Where the records below reach the line containing "pub fn from_env()", start transcribing, and end with the line containing "let mut config = Self::new(api_key);", exactly and with nothing else added.

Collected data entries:
=== Section Start ===
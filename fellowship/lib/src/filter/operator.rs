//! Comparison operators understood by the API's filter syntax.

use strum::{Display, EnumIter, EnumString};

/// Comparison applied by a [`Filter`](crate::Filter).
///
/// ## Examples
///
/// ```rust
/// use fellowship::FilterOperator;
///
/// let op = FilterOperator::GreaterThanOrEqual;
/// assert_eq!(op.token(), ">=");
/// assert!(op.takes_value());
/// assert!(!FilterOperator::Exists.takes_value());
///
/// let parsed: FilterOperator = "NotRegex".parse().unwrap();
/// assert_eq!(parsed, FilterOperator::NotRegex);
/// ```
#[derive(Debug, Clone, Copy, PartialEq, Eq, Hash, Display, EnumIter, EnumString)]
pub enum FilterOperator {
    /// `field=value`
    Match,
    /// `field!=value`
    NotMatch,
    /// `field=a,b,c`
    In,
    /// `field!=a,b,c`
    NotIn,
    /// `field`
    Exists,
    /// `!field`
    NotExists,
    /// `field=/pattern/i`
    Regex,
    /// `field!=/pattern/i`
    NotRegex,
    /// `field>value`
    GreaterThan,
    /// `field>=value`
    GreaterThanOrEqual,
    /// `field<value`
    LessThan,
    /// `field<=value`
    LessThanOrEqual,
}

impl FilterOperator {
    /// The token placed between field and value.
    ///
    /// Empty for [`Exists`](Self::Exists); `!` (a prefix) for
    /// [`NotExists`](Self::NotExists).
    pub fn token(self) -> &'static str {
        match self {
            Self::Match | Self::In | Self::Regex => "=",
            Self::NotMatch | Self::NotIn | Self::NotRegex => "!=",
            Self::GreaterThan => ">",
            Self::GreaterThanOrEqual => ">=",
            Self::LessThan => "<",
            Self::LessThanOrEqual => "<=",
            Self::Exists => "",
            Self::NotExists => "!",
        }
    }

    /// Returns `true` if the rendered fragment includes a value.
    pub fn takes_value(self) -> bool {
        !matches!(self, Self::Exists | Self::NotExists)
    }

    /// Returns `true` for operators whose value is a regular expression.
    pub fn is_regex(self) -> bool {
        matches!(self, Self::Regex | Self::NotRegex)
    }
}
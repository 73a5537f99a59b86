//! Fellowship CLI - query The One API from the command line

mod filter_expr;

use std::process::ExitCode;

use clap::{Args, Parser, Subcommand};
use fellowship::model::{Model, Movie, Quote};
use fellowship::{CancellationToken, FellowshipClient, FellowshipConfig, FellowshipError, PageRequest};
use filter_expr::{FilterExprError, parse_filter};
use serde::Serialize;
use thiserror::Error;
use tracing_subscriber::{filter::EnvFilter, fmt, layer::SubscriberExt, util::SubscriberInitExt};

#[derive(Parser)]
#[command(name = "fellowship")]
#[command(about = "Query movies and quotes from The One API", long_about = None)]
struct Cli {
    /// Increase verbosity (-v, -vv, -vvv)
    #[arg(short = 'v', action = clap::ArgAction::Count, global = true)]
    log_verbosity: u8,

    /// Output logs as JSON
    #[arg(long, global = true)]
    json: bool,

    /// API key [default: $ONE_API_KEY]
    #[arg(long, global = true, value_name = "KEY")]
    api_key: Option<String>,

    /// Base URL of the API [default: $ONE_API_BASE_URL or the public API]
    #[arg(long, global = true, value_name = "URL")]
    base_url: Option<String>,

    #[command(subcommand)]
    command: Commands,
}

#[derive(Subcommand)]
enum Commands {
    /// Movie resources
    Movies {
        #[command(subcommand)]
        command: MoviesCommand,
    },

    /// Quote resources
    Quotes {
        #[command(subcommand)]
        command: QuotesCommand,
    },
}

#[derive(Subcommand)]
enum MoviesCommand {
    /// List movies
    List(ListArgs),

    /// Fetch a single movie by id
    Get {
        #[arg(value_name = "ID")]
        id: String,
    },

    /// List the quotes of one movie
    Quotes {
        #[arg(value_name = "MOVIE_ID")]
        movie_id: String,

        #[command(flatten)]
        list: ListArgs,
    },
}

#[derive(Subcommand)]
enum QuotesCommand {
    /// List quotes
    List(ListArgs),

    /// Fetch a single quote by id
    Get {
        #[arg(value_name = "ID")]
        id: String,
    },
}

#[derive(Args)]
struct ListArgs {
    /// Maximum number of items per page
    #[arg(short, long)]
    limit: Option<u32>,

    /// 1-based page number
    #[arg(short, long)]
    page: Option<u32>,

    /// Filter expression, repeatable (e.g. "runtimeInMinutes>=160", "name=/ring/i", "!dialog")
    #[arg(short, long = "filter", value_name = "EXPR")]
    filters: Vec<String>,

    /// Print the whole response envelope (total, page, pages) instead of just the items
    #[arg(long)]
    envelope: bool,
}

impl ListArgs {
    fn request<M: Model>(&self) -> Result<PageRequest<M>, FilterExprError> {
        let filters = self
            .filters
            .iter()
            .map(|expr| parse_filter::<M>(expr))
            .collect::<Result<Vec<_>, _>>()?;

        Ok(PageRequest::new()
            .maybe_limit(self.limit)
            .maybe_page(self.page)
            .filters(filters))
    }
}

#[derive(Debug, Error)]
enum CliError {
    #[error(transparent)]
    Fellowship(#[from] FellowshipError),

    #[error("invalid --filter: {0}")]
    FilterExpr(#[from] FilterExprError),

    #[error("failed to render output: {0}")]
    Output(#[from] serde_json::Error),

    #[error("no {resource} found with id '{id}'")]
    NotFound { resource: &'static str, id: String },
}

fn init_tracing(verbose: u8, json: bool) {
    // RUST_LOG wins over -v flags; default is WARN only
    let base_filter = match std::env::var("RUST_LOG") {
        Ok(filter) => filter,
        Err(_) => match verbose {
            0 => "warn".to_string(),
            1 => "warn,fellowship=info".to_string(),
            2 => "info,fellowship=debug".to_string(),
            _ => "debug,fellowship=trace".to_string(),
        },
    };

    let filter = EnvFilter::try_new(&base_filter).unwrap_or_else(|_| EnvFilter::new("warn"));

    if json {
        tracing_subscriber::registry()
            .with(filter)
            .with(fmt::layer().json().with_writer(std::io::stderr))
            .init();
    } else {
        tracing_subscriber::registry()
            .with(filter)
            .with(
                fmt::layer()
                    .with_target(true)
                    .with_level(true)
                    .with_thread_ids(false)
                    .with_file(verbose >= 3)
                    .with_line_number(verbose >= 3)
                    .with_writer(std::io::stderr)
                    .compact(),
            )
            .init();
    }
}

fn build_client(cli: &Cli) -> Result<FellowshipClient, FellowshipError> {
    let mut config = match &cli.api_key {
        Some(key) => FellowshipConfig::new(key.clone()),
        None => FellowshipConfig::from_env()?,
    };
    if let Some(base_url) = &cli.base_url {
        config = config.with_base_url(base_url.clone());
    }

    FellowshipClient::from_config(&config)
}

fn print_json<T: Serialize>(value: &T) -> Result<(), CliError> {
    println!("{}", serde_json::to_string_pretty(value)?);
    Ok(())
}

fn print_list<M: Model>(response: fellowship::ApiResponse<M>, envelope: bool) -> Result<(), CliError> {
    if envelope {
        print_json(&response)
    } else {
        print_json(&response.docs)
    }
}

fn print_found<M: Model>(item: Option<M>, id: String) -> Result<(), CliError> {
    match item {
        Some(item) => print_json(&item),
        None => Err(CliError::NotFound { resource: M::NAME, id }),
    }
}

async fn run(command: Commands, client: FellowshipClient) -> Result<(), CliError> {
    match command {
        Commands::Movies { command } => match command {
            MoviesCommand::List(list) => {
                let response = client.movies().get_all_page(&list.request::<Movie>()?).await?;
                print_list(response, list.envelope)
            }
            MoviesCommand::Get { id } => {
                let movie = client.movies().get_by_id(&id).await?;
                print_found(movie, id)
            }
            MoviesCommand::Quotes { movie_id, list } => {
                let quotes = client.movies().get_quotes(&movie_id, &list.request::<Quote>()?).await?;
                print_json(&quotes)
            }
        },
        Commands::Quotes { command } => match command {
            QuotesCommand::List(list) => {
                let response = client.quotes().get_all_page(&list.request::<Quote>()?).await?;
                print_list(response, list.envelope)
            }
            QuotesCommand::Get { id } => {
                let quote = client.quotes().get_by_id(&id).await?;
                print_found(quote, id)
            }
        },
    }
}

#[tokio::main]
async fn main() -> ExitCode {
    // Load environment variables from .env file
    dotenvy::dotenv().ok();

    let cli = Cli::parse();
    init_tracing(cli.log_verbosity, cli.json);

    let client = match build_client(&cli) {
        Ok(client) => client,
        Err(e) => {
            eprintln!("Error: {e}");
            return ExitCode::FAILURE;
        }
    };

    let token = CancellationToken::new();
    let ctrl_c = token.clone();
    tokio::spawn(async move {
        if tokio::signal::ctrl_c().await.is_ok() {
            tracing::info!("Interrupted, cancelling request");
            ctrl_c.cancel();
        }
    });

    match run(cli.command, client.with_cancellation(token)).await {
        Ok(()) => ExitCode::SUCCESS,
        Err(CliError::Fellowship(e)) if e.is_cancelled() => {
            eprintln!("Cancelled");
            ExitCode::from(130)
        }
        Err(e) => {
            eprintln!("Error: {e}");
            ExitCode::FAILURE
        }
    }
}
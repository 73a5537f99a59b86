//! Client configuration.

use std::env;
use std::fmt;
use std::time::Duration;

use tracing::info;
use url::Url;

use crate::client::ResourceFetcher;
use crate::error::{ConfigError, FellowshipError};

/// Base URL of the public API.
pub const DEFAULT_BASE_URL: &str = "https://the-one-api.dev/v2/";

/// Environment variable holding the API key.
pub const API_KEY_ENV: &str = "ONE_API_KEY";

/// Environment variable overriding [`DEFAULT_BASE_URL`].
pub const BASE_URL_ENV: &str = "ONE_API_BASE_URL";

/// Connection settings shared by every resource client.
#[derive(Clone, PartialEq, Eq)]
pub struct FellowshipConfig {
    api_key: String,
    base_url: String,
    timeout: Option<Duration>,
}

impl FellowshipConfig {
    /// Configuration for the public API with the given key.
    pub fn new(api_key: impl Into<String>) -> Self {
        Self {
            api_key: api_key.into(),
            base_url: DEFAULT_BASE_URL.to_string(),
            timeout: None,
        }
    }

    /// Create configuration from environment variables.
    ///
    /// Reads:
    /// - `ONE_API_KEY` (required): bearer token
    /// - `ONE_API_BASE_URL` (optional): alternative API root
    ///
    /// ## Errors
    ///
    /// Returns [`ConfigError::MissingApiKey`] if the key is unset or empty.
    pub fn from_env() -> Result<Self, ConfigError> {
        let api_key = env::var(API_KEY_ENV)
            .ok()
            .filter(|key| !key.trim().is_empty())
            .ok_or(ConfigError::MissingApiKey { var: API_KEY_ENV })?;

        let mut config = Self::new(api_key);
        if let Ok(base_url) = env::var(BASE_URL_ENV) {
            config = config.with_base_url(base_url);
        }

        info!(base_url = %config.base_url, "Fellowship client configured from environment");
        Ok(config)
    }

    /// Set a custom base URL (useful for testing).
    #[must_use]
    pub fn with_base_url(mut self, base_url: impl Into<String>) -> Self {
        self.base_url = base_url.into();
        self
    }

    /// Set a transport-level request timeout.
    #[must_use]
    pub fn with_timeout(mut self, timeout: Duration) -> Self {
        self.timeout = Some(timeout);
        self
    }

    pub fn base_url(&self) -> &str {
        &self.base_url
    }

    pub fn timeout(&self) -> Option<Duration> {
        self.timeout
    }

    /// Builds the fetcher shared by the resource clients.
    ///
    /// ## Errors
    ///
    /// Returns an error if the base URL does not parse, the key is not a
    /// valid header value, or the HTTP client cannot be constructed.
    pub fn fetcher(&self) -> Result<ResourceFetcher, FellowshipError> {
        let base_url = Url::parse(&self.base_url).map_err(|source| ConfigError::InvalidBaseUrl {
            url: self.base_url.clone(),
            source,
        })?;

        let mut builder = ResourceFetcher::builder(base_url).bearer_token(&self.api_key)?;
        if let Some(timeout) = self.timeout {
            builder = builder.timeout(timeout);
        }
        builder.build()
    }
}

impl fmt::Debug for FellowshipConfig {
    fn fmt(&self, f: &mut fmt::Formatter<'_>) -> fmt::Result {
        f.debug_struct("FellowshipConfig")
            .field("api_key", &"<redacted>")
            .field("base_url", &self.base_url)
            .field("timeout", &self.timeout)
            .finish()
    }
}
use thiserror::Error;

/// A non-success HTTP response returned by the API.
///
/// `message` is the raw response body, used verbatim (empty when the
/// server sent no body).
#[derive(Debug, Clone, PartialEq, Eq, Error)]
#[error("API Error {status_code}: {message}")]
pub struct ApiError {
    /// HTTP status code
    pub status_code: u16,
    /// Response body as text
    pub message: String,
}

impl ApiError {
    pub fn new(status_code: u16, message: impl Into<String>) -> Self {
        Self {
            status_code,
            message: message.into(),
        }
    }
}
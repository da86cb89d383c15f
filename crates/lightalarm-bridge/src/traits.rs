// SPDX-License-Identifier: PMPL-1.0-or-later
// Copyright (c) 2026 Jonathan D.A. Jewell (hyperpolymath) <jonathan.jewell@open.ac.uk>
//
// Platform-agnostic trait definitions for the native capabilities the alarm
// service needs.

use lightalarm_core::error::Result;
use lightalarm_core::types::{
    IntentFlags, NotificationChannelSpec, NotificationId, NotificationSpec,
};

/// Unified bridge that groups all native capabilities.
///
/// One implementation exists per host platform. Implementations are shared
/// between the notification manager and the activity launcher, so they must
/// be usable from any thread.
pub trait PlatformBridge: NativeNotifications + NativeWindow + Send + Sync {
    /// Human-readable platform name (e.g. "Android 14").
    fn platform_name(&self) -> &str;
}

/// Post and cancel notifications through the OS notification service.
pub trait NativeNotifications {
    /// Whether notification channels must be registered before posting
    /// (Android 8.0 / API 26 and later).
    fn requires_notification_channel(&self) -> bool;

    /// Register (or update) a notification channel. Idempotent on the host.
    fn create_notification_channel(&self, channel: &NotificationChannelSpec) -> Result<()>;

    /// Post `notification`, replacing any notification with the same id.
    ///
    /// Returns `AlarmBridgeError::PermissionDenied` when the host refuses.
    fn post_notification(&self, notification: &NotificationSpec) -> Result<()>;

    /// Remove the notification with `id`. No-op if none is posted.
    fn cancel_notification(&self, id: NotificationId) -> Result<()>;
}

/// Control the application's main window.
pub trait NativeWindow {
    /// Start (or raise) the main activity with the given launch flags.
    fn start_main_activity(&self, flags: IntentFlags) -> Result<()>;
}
=== Section End ===
--- Answer section ---
    pub fn from_env() -> Result<Self, ConfigError> {
        let api_key = env::var(API_KEY_ENV)
            .ok()
            .filter(|key| !key.trim().is_empty())
            .ok_or(ConfigError::MissingApiKey { var: API_KEY_ENV })?;

        let mut config = Self::new(api_key);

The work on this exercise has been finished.